## MATERIAL SUPPLIED
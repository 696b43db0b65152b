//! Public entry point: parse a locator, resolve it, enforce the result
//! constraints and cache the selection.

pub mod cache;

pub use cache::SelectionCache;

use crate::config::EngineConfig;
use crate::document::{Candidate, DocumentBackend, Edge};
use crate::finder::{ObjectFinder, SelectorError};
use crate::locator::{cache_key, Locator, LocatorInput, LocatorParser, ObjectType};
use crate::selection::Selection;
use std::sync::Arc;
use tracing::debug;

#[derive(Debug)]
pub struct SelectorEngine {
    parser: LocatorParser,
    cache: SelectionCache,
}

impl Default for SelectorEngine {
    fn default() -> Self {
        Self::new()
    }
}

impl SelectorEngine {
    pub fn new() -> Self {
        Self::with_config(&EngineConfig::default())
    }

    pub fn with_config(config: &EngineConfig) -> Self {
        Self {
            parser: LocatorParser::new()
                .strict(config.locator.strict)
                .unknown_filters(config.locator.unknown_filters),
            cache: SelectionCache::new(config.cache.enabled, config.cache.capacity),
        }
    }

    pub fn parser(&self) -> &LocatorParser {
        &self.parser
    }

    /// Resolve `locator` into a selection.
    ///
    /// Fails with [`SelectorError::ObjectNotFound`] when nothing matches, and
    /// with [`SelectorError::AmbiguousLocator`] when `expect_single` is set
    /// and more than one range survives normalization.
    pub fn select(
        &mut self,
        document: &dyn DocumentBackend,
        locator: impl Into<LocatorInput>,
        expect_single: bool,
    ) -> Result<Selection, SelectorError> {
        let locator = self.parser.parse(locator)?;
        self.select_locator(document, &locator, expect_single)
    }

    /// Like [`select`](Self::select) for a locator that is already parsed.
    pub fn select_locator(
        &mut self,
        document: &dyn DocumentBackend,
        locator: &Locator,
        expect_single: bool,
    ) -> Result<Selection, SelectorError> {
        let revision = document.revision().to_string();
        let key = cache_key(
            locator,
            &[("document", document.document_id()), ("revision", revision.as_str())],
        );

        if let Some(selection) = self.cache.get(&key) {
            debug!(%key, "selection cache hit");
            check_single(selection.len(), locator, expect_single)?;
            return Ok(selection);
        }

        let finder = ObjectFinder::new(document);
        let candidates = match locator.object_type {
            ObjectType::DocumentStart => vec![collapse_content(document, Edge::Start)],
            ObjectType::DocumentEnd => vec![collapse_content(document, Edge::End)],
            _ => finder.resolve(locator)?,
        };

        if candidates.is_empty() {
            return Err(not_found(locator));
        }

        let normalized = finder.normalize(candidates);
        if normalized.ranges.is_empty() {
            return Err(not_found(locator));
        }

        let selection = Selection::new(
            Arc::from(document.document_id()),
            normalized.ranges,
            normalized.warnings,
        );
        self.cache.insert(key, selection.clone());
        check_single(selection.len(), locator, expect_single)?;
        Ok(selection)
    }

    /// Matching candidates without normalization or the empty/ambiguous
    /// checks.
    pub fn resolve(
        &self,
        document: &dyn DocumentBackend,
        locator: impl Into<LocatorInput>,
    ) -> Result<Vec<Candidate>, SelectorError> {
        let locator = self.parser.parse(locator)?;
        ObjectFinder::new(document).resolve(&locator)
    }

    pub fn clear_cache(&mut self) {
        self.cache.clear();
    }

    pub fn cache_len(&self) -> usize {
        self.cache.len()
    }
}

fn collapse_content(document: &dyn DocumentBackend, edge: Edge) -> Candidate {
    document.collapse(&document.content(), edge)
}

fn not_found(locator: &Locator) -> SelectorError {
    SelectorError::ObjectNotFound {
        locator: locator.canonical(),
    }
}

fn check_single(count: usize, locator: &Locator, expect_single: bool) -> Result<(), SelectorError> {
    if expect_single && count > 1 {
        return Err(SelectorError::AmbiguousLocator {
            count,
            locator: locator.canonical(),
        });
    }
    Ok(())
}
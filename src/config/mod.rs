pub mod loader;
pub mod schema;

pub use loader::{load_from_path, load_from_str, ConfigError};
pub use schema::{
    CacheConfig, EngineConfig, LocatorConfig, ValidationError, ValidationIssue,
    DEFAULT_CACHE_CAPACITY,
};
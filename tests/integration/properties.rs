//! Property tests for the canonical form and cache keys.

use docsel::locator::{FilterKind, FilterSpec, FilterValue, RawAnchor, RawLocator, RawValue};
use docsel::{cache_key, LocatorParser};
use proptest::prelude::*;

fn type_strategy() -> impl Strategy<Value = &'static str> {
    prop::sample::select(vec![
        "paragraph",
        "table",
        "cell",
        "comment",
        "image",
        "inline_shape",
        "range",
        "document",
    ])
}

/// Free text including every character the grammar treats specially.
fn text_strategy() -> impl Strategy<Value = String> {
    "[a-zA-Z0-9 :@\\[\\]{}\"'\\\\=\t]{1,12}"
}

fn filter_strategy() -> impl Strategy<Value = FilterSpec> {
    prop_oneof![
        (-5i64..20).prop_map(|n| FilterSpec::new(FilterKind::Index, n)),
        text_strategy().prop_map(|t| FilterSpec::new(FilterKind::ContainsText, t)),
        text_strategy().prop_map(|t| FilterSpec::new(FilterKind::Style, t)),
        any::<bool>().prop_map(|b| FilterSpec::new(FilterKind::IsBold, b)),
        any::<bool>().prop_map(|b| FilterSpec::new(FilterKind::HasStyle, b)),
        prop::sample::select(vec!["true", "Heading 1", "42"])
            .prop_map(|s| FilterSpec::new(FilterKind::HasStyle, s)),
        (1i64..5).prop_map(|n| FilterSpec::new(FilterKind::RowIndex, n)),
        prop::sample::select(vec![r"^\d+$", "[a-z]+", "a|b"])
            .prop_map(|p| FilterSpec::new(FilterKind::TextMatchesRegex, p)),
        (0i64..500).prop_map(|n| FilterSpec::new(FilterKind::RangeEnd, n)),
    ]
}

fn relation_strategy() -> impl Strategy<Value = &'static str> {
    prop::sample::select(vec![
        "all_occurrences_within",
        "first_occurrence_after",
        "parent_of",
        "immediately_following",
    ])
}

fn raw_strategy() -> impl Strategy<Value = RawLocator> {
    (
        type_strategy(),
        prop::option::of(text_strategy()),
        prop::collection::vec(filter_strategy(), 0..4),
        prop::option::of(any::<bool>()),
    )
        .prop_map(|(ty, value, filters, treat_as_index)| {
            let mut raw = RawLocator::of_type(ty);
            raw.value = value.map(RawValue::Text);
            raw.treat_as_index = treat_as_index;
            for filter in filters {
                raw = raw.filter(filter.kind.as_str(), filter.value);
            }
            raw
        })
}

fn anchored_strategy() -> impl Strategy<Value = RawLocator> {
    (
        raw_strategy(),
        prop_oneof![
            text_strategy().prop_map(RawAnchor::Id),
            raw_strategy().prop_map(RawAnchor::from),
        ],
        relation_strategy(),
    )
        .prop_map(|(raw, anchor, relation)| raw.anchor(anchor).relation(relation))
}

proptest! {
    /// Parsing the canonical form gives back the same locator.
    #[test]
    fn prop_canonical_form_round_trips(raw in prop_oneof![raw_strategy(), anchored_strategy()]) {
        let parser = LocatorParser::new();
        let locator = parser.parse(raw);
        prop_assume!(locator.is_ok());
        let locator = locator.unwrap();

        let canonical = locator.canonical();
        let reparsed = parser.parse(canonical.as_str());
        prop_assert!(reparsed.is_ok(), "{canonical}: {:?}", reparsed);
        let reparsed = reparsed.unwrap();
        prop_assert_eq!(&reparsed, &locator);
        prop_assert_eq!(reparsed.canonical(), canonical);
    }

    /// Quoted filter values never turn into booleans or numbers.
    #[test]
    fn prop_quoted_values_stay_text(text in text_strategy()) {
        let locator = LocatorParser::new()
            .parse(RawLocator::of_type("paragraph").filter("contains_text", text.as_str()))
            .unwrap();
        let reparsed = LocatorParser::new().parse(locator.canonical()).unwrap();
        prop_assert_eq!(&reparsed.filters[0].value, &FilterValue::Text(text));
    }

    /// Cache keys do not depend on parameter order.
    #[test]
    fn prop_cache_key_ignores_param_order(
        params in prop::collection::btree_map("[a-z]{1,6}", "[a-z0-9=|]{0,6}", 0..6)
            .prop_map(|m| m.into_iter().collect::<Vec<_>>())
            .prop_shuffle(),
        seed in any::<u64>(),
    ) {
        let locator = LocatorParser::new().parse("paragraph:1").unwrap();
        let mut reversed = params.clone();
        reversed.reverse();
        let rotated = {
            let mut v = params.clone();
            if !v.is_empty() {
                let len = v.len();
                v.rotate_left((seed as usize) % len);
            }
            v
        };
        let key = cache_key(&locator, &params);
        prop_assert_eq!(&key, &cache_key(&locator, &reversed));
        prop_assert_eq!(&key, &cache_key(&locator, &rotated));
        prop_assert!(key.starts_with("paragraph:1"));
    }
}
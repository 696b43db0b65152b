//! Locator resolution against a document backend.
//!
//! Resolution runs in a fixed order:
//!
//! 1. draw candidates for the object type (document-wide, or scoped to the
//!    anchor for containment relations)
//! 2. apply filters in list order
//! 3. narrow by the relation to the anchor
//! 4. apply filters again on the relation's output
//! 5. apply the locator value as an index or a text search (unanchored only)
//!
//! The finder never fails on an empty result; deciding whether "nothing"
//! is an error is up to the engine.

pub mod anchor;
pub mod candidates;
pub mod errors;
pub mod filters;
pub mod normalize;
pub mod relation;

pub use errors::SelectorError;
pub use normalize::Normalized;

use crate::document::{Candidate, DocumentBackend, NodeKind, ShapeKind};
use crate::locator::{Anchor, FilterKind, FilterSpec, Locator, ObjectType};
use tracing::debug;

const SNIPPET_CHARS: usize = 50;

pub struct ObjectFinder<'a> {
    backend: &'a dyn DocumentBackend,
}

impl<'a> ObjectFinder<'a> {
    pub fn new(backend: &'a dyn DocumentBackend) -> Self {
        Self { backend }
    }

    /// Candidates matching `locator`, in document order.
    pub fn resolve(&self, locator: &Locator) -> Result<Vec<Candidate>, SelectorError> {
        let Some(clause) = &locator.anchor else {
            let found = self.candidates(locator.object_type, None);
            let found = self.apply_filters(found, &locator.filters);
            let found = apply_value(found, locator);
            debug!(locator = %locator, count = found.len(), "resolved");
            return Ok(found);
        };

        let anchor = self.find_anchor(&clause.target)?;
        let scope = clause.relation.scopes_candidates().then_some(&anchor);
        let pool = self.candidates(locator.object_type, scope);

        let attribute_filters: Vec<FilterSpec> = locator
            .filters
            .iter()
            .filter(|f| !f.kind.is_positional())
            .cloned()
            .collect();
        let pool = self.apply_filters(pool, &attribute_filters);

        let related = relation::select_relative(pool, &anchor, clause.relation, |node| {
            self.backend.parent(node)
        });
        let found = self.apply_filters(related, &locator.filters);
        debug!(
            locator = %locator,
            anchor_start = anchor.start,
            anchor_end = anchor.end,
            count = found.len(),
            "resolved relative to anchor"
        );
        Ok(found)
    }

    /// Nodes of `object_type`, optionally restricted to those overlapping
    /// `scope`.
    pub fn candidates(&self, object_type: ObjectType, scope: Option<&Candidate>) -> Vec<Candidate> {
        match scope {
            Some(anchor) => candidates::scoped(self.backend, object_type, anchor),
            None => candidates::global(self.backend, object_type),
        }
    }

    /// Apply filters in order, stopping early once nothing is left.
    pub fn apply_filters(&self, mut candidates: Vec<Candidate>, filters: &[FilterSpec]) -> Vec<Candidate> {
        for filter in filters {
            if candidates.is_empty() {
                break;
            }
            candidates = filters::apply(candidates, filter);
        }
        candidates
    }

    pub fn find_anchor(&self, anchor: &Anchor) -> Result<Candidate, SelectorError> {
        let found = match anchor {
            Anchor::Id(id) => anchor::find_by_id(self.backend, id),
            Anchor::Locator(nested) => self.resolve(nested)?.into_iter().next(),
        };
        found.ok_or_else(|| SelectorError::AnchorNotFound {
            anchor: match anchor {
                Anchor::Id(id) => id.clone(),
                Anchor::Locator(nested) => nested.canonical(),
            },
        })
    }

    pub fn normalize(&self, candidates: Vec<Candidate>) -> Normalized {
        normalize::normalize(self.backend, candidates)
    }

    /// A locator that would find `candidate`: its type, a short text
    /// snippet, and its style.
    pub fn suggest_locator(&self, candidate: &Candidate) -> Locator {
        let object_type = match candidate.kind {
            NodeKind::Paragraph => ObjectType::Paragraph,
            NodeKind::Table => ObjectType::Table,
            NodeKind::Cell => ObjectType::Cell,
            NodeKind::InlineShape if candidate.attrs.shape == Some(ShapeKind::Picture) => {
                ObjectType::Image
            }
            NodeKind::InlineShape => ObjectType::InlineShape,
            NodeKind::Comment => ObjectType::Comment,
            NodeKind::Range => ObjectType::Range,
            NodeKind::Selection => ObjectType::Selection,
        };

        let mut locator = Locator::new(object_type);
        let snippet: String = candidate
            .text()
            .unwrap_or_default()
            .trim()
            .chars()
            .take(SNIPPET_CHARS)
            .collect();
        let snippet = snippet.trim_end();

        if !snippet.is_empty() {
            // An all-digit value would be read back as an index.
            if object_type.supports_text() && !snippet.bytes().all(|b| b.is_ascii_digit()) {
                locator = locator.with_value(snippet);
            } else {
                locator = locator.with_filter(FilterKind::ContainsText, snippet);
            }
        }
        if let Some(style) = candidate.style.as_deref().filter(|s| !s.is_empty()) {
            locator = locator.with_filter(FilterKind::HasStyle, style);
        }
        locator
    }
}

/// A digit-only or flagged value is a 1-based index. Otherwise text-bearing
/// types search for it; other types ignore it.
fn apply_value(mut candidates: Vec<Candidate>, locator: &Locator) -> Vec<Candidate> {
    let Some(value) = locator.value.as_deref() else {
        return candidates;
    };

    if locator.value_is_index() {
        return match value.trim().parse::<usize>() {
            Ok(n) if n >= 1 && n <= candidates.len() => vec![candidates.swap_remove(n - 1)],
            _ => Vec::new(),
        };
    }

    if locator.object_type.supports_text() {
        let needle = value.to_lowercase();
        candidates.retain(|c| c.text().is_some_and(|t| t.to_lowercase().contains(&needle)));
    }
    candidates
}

## YOUR GOAL
Reproduce each line from the data that has "SelectorEngine" in it.

## REPLY
pub struct SelectorEngine {
impl Default for SelectorEngine {
impl SelectorEngine {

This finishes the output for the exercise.